The report, “Diversity and STEM: Women, Minorities, and Persons with Disabilities 2023,” is a federal attempt to investigate diversity trends in STEM employment and education.

"Diversity is America's unique advantage in science and technology," said National Science Foundation (NSF) Director Dr. Sethuraman Panchanathan. NCSES is part of the NSF.

"Our global leadership depends upon diversity, leveraging different backgrounds, experiences, and points of view to bring unique insights to problem solving and discovery," he said. "The Diversity and STEM report provides objective, reliable data on where our nation has made progress towards access and equity in STEM education and careers, as well as where we must do more."

To note, despite the increases for the aforementioned demographics, these groups – and those with disabilities – remain underrepresented in STEM compared to their percentage in the U.S. population, the report found. Currently, the STEM workforce includes 12.3 million women (35% of the STEM workforce), 8.3 million members of underrepresented minority groups (24%), and 1 million people with disabilities (3%).

Women earned half of science and engineering bachelor's degrees and 49% of associates degrees, yet only represented about 35% of the STEM workforce, with wages consistently lower than men's, according to the report. And although Hispanic, Black, American Indian, and Alaska Native people comprise 31% of the population, they comprise only 24% of the 2021 STEM workforce.

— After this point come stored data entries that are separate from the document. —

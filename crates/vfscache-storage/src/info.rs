//! Property sheet of a single record

use crate::snapshot::Snapshot;
use serde::Serialize;
use std::collections::BTreeMap;
use vfscache_common::{ContentId, RecordFlags, RecordId, Result};

/// Everything known about one record, gathered in one pass
///
/// Secondary lookups that fail are reported in `warnings` and leave their
/// field at zero.
#[derive(Clone, Debug, PartialEq, Eq, Serialize)]
pub struct RecordInfo {
    pub id: RecordId,
    pub name: String,
    pub parent_id: RecordId,
    pub content_id: ContentId,
    pub content_ref_count: u32,
    pub content_size: u64,
    pub child_count: usize,
    pub timestamp: i64,
    pub mod_count: i32,
    pub length: i64,
    pub flags: BTreeMap<&'static str, bool>,
    #[serde(skip_serializing_if = "Vec::is_empty")]
    pub warnings: Vec<String>,
}

impl RecordInfo {
    /// Collect the properties of `id`
    ///
    /// Fails only when the record itself cannot be read.
    pub fn collect(snapshot: &Snapshot, id: RecordId) -> Result<Self> {
        let record = snapshot.record(id)?;
        let mut warnings = Vec::new();

        let name = snapshot.resolve_name(id).map_or_else(
            |e| {
                warnings.push(format!("name: {e}"));
                id.to_string()
            },
            str::to_string,
        );

        let (content_ref_count, content_size) = if record.content_id.is_none() {
            (0, 0)
        } else {
            let ref_count = snapshot
                .content_ref_count(record.content_id)
                .unwrap_or_else(|e| {
                    warnings.push(format!("content reference count: {e}"));
                    0
                });
            let size = snapshot
                .content_length(record.content_id)
                .unwrap_or_else(|e| {
                    warnings.push(format!("content size: {e}"));
                    0
                });
            (ref_count, size)
        };

        let child_count = if record.is_directory() {
            snapshot.child_count_of(id).unwrap_or_else(|e| {
                warnings.push(format!("child count: {e}"));
                0
            })
        } else {
            0
        };

        let flags = RecordFlags::ALL
            .iter()
            .map(|&(flag_name, flag)| (flag_name, record.flags.contains(flag)))
            .collect();

        Ok(Self {
            id,
            name,
            parent_id: record.parent_id,
            content_id: record.content_id,
            content_ref_count,
            content_size,
            child_count,
            timestamp: record.timestamp,
            mod_count: record.mod_count,
            length: record.length,
            flags,
            warnings,
        })
    }
}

Hispanic, Black, American Indian, and Alaska Native STEM workers also have lower median earnings than white or Asian STEM workers, the report found.

Another finding was that Hispanic students are earning associate's degrees in science and engineering fields at higher rates now, with the total number of such degrees awarded to Hispanic students tripling 2011-2020.

"A highlight of this year's edition of Diversity and STEM is the use of a broader definition of 'STEM work', providing a better understanding of STEM representation by different demographic groups," said NCSES Director Emilda B. Rivers. "For the first time, we count in STEM statistics all groups whose work requires a high level of technical knowledge, regardless of their degree."